STUDY MATERIAL:
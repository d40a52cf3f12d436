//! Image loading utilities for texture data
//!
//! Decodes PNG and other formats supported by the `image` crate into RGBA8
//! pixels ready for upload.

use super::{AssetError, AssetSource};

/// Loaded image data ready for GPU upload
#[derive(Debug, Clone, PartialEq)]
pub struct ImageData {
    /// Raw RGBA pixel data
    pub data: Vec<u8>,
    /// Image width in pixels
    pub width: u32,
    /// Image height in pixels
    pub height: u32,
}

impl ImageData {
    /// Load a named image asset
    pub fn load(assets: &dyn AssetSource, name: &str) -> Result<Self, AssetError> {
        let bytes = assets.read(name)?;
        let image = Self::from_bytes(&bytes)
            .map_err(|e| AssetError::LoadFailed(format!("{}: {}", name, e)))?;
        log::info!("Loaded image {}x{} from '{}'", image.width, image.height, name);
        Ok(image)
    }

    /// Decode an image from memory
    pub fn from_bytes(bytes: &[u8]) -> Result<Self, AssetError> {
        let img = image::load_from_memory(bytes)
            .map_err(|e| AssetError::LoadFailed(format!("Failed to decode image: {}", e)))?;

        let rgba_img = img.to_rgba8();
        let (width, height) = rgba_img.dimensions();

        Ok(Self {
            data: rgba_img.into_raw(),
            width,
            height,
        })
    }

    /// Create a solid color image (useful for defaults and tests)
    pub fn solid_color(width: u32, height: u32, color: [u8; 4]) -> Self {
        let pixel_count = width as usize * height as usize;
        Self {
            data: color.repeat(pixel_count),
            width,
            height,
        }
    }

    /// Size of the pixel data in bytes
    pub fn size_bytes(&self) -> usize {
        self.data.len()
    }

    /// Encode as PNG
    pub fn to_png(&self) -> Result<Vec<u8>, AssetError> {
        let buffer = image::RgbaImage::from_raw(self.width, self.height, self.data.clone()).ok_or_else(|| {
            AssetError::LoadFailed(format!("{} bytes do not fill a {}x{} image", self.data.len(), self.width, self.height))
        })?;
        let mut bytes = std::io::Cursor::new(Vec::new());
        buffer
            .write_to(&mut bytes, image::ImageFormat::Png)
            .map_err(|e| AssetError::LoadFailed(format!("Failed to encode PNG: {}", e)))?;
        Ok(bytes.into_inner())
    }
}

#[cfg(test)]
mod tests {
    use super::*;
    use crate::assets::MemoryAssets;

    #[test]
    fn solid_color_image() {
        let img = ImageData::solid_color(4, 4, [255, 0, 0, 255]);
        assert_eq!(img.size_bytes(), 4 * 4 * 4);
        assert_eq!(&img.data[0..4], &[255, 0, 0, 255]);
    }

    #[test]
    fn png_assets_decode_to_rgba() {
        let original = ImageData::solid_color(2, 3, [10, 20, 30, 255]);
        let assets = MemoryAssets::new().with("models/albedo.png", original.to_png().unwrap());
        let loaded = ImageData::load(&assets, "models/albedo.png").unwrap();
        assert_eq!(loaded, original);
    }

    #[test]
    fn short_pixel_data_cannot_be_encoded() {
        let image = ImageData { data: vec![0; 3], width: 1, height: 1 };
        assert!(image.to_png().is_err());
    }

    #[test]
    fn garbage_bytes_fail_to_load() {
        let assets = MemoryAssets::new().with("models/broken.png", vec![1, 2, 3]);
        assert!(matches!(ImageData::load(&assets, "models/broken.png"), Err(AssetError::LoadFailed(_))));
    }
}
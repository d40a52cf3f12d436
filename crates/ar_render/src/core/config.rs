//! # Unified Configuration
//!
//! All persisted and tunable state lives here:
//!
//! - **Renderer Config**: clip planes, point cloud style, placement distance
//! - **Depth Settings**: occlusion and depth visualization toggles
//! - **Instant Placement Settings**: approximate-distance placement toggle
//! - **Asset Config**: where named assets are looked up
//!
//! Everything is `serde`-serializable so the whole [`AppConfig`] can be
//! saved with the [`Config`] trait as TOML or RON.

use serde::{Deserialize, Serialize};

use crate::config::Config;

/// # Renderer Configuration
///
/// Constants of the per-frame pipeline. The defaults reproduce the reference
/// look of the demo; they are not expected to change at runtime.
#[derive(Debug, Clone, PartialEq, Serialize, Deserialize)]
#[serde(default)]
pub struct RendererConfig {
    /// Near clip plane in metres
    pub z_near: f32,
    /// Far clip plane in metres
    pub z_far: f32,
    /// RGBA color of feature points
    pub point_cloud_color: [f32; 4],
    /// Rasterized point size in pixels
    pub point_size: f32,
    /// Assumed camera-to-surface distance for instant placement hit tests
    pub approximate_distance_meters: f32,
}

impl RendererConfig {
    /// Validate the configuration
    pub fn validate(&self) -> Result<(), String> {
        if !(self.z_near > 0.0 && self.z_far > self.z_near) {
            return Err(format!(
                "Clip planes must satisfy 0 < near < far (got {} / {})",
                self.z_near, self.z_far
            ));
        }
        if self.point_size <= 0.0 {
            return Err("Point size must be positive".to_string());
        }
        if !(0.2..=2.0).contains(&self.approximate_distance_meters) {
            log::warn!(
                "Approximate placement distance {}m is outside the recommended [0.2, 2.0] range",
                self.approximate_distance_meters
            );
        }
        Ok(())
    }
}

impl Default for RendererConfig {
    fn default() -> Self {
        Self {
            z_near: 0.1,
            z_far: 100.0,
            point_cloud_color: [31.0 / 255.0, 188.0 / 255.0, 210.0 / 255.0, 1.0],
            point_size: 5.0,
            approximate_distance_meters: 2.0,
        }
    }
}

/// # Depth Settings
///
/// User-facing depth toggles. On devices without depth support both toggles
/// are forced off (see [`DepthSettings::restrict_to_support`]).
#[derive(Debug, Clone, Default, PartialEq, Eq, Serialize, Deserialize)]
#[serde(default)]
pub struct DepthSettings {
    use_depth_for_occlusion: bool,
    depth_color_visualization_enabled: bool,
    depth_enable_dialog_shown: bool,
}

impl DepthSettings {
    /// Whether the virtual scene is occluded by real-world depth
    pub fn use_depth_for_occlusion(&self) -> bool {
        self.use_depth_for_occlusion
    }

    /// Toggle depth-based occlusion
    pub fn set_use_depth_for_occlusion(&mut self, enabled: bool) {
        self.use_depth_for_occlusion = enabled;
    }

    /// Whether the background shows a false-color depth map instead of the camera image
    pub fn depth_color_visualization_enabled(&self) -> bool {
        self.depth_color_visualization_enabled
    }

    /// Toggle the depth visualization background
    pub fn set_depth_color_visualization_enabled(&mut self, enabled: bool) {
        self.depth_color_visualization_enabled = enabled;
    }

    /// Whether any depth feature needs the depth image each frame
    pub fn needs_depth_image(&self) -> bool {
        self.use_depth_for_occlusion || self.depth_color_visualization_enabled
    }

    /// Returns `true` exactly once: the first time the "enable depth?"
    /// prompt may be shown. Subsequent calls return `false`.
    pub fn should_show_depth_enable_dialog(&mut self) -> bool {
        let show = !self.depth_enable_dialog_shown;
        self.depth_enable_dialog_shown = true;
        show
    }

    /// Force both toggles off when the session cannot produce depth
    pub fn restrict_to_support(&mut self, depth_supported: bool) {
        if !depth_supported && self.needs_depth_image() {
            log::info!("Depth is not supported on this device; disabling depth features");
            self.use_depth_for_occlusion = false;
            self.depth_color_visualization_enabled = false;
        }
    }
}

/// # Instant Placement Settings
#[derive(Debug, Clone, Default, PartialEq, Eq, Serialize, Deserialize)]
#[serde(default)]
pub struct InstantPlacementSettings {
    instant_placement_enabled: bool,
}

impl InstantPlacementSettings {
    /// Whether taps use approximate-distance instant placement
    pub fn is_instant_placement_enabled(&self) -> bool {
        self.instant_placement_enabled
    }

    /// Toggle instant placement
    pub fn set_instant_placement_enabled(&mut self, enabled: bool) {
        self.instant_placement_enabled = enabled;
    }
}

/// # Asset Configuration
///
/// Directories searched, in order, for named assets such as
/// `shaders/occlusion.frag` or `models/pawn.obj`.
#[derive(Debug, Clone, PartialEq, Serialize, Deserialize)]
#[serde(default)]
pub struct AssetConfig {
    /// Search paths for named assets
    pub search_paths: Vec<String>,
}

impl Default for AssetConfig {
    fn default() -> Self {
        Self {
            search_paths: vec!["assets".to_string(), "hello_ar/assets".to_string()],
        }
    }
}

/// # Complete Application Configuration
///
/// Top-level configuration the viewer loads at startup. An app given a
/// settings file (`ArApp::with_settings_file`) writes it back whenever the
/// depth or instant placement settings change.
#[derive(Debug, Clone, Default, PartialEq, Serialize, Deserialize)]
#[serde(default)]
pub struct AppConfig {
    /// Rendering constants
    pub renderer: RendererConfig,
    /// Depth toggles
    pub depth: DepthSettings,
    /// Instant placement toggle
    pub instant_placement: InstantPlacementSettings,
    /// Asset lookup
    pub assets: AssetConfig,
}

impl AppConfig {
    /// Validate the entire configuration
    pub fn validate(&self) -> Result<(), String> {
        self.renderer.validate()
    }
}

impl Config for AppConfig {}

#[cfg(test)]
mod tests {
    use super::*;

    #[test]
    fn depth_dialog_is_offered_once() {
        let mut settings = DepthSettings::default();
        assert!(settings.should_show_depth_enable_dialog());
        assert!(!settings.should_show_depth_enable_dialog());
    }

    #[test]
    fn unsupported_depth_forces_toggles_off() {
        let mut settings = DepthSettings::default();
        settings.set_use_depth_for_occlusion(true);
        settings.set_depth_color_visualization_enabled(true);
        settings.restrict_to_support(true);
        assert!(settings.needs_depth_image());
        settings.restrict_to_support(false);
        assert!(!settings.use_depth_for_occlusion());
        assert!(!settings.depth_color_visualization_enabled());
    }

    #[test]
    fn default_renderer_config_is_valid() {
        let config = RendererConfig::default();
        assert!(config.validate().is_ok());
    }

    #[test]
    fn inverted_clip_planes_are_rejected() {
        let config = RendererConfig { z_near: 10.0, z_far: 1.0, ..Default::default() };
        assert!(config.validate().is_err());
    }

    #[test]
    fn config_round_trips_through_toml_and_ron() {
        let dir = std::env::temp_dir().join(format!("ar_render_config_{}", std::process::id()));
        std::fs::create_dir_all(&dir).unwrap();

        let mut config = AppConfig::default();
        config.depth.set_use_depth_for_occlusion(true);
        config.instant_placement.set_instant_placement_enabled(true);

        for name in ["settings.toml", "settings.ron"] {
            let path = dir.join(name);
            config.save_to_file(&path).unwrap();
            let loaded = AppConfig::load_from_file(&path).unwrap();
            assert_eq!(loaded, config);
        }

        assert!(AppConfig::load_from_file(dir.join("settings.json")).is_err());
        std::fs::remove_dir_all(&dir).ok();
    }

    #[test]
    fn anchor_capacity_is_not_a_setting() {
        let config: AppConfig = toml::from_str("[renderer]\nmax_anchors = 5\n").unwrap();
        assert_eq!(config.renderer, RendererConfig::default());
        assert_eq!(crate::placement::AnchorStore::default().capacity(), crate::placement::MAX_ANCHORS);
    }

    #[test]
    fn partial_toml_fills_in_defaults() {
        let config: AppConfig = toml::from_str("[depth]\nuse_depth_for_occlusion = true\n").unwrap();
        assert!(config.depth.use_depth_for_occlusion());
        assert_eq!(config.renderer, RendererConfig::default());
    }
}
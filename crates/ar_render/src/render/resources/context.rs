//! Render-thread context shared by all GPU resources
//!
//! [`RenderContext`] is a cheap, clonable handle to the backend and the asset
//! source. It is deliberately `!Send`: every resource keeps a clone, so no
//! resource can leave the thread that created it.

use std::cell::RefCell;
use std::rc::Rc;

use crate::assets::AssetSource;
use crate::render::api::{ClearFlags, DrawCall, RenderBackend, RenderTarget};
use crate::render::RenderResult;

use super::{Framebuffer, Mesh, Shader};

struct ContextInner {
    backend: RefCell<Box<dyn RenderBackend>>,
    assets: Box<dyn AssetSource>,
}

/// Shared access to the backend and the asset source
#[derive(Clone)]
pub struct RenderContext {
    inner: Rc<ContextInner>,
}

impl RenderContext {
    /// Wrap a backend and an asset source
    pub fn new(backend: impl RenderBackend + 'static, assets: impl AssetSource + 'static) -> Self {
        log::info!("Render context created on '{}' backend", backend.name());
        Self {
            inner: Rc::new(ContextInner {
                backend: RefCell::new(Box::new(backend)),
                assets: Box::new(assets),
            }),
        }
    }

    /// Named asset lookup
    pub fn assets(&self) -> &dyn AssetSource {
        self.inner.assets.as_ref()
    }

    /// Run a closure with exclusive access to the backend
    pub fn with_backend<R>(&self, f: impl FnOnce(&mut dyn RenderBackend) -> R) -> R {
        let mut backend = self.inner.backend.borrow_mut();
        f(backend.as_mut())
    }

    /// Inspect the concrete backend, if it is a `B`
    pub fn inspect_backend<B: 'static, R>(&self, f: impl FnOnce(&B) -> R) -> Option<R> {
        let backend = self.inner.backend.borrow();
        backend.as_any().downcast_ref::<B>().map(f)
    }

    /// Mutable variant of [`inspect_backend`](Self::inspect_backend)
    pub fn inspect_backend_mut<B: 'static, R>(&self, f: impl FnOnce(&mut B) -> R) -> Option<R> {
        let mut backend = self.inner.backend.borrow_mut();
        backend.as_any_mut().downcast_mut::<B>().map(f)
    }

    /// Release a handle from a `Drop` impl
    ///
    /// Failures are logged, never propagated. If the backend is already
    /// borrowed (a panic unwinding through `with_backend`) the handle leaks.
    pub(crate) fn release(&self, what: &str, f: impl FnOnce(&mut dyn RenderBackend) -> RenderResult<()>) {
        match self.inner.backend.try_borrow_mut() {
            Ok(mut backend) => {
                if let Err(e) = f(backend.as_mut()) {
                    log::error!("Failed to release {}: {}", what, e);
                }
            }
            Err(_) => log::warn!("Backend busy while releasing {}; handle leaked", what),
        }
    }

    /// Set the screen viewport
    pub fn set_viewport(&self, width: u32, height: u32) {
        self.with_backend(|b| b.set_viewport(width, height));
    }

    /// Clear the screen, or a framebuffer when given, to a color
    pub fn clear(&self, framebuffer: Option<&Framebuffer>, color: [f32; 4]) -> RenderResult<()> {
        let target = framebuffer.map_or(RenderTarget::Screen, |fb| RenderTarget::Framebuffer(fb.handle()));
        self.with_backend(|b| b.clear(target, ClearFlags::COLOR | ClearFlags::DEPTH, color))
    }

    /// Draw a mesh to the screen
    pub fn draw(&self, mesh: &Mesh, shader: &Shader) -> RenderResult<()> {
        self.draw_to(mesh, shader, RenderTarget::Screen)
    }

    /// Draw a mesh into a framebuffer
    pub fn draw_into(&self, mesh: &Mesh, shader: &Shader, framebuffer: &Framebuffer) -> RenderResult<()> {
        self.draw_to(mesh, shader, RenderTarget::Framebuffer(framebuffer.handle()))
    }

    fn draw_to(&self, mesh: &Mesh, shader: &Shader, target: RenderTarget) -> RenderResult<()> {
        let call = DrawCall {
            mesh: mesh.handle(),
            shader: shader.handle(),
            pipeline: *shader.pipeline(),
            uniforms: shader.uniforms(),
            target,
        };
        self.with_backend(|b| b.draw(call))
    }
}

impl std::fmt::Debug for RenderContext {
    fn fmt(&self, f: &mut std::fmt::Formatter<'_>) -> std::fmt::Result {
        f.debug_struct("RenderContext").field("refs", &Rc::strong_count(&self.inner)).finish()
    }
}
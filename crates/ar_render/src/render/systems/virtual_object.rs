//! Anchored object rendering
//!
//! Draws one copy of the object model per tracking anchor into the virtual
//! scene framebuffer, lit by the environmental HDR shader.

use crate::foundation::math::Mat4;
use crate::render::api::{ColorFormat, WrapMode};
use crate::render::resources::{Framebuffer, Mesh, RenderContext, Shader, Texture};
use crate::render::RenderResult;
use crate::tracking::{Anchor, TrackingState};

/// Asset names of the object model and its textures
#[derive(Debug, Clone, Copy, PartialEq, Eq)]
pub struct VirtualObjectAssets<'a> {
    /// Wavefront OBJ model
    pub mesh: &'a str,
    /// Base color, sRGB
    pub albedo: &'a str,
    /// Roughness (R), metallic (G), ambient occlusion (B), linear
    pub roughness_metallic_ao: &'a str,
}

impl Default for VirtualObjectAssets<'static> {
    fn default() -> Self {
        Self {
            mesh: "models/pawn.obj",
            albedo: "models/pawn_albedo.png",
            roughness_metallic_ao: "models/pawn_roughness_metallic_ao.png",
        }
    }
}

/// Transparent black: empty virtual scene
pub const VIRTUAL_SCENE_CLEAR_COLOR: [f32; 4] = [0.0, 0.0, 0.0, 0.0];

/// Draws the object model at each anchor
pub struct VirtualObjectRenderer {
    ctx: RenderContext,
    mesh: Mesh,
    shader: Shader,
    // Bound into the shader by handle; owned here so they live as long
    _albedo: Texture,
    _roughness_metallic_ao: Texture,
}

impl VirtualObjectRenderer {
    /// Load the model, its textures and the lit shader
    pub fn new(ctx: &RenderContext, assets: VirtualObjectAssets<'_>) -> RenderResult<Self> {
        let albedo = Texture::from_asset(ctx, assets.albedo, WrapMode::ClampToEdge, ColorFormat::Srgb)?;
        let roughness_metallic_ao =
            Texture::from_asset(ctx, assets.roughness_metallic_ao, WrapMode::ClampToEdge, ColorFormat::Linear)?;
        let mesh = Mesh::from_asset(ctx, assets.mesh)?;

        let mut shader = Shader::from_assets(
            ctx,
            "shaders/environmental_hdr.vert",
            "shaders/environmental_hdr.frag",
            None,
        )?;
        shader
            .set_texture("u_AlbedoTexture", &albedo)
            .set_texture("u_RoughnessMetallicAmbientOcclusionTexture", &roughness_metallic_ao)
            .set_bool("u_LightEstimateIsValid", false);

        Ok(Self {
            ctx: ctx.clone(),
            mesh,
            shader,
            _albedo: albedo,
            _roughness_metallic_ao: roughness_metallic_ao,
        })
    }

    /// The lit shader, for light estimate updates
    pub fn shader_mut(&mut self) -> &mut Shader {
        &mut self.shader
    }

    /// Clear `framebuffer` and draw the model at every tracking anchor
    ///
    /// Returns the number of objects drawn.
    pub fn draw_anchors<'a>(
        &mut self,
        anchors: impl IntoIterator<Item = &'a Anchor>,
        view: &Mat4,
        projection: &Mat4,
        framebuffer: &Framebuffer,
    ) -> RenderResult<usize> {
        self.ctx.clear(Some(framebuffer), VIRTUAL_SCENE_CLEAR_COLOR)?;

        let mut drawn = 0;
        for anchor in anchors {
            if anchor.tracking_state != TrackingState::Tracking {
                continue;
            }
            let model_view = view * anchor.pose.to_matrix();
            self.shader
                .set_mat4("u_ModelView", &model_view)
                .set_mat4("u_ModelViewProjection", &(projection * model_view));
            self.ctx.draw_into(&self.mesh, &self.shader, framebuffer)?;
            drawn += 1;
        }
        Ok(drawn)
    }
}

WORK INSTRUCTIONS: Copy out only the lines running from the beginning of the data to the line with "pub struct ImageData", both ends included.

YOUR SOLUTION:
repository d40a52cf3f12d436
//! Image loading utilities for texture data
//!
//! Decodes PNG and other formats supported by the `image` crate into RGBA8
//! pixels ready for upload.

use super::{AssetError, AssetSource};

/// Loaded image data ready for GPU upload
#[derive(Debug, Clone, PartialEq)]
pub struct ImageData {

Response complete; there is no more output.